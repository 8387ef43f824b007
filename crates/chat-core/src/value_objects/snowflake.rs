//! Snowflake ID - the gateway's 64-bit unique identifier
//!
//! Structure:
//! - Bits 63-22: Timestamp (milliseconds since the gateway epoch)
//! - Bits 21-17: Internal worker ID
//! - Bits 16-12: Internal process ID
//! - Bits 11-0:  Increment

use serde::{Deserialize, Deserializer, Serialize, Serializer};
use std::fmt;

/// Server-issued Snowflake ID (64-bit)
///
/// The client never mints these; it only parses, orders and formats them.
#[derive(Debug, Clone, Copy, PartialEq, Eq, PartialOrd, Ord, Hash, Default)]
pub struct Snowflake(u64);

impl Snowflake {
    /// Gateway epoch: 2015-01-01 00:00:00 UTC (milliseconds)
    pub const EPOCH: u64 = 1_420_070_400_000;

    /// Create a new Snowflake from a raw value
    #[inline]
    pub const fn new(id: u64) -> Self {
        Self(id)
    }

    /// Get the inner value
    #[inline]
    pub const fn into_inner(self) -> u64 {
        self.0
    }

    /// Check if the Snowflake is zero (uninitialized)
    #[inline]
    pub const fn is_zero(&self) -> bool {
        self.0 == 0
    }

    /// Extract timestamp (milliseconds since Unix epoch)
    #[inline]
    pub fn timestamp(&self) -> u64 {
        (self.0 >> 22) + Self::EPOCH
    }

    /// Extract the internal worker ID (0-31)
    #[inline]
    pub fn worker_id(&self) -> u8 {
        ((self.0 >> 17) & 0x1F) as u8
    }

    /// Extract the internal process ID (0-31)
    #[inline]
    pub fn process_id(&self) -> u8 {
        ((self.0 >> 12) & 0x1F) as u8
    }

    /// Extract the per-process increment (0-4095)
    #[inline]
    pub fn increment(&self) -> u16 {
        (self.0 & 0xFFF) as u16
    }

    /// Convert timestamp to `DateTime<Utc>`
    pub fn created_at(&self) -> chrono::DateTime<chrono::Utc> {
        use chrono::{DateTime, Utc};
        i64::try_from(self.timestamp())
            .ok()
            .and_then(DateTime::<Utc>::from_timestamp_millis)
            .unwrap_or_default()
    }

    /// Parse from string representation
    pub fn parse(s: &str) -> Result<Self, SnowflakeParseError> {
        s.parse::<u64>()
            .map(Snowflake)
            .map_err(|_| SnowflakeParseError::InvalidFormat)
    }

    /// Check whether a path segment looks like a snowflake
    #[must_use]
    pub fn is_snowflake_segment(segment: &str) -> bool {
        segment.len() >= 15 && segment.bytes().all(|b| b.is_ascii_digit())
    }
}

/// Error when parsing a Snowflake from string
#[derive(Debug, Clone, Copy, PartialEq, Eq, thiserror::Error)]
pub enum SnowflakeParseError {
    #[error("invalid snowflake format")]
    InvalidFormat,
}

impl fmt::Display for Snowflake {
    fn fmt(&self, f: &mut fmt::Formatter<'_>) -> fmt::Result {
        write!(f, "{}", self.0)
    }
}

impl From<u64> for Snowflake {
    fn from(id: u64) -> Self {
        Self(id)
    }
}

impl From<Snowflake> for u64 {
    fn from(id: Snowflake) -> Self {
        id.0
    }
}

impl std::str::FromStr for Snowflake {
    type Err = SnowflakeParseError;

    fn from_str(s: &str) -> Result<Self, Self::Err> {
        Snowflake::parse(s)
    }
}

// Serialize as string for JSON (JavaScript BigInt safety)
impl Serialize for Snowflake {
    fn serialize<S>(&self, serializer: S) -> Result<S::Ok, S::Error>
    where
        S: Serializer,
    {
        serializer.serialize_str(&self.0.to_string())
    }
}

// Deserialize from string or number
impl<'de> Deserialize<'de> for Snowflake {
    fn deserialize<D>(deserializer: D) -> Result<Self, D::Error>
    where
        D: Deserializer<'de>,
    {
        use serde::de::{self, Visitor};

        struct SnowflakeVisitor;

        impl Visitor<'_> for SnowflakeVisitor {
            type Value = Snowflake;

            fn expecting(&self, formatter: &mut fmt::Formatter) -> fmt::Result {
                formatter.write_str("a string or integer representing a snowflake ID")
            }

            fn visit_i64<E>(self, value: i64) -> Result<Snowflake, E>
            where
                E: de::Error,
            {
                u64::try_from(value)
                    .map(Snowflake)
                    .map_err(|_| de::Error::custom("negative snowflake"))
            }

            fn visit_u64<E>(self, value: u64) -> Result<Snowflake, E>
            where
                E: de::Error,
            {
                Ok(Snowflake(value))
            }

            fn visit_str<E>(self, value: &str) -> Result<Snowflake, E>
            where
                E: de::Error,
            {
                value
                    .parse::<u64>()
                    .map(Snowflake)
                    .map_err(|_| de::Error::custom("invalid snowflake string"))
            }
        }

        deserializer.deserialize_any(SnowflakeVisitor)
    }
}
******************************
> **Work instruction**:
Up to and including the line with "21-17: Internal worker ID", restate the records above word for word from the very first line.

> **Solved exercise**:
repository 8387ef43f824b007
filename crates/chat-core/src/value_objects/snowflake.rs
//! Snowflake ID - the gateway's 64-bit unique identifier
//!
//! Structure:
//! - Bits 63-22: Timestamp (milliseconds since the gateway epoch)
//! - Bits 21-17: Internal worker ID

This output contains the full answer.